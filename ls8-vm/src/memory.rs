//! Flat 256-byte memory

use crate::error::{Result, VmError};
use ls8_isa::MEMORY_SIZE;

/// RAM: 256 bytes, zero-initialized
///
/// Addresses are `u16` so one-past-the-end values stay representable and
/// fail the bounds check instead of wrapping.
#[derive(Clone, Debug)]
pub struct Memory {
    cells: [u8; MEMORY_SIZE],
}

impl Memory {
    pub fn new() -> Self {
        Self {
            cells: [0; MEMORY_SIZE],
        }
    }

    /// Read the byte at `address`
    #[inline]
    pub fn read(&self, address: u16) -> Result<u8> {
        self.cells
            .get(address as usize)
            .copied()
            .ok_or(VmError::OutOfBounds { address })
    }

    /// Write a byte at `address`
    #[inline]
    pub fn write(&mut self, address: u16, value: u8) -> Result<()> {
        match self.cells.get_mut(address as usize) {
            Some(cell) => {
                *cell = value;
                Ok(())
            }
            None => Err(VmError::OutOfBounds { address }),
        }
    }

    /// Install an image starting at address 0
    ///
    /// An image longer than RAM fails at the first address past the end.
    pub fn load(&mut self, image: &[u8]) -> Result<()> {
        for (address, &byte) in image.iter().enumerate() {
            self.write(address as u16, byte)?;
        }
        Ok(())
    }
}

impl Default for Memory {
    fn default() -> Self {
        Self::new()
    }
}
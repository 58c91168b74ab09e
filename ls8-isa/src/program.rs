//! Program image container

use serde::{Deserialize, Serialize};

/// A loaded LS8 program: the flat byte image installed at address 0
#[derive(Clone, Debug, Default, PartialEq, Eq, Serialize, Deserialize)]
pub struct Program {
    bytes: Vec<u8>,
}

impl Program {
    /// Create a program from raw instruction bytes
    pub fn new(bytes: Vec<u8>) -> Self {
        Self { bytes }
    }

    /// Image bytes in address order, starting at address 0
    pub fn bytes(&self) -> &[u8] {
        &self.bytes
    }

    /// Image length in bytes
    pub fn len(&self) -> usize {
        self.bytes.len()
    }

    pub fn is_empty(&self) -> bool {
        self.bytes.is_empty()
    }
}
pub mod logging;
pub mod text;

pub use logging::init_logging;
pub use text::{normalize_ws, squash_key};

§ **EXERCISE AIM**: The records above should be reproduced in full, exactly as they read.

§ **RESPONSE**:
filename ls8-vm/src/memory.rs
//! Flat 256-byte memory

use crate::error::{Result, VmError};
use ls8_isa::MEMORY_SIZE;

/// RAM: 256 bytes, zero-initialized
///
/// Addresses are `u16` so one-past-the-end values stay representable and
/// fail the bounds check instead of wrapping.
#[derive(Clone, Debug)]
pub struct Memory {
    cells: [u8; MEMORY_SIZE],
}

impl Memory {
    pub fn new() -> Self {
        Self {
            cells: [0; MEMORY_SIZE],
        }
    }

    /// Read the byte at `address`
    #[inline]
    pub fn read(&self, address: u16) -> Result<u8> {
        self.cells
            .get(address as usize)
            .copied()
            .ok_or(VmError::OutOfBounds { address })
    }

    /// Write a byte at `address`
    #[inline]
    pub fn write(&mut self, address: u16, value: u8) -> Result<()> {
        match self.cells.get_mut(address as usize) {
            Some(cell) => {
                *cell = value;
                Ok(())
            }
            None => Err(VmError::OutOfBounds { address }),
        }
    }

    /// Install an image starting at address 0
    ///
    /// An image longer than RAM fails at the first address past the end.
    pub fn load(&mut self, image: &[u8]) -> Result<()> {
        for (address, &byte) in image.iter().enumerate() {
            self.write(address as u16, byte)?;
        }
        Ok(())
    }
}

impl Default for Memory {
    fn default() -> Self {
        Self::new()
    }
}
repository 58c91168b74ab09e
filename ls8-isa/src/program.rs
//! Program image container

use serde::{Deserialize, Serialize};

/// A loaded LS8 program: the flat byte image installed at address 0
#[derive(Clone, Debug, Default, PartialEq, Eq, Serialize, Deserialize)]
pub struct Program {
    bytes: Vec<u8>,
}

impl Program {
    /// Create a program from raw instruction bytes
    pub fn new(bytes: Vec<u8>) -> Self {
        Self { bytes }
    }

    /// Image bytes in address order, starting at address 0
    pub fn bytes(&self) -> &[u8] {
        &self.bytes
    }

    /// Image length in bytes
    pub fn len(&self) -> usize {
        self.bytes.len()
    }

    pub fn is_empty(&self) -> bool {
        self.bytes.is_empty()
    }
}
pub mod logging;
pub mod text;

pub use logging::init_logging;
pub use text::{normalize_ws, squash_key};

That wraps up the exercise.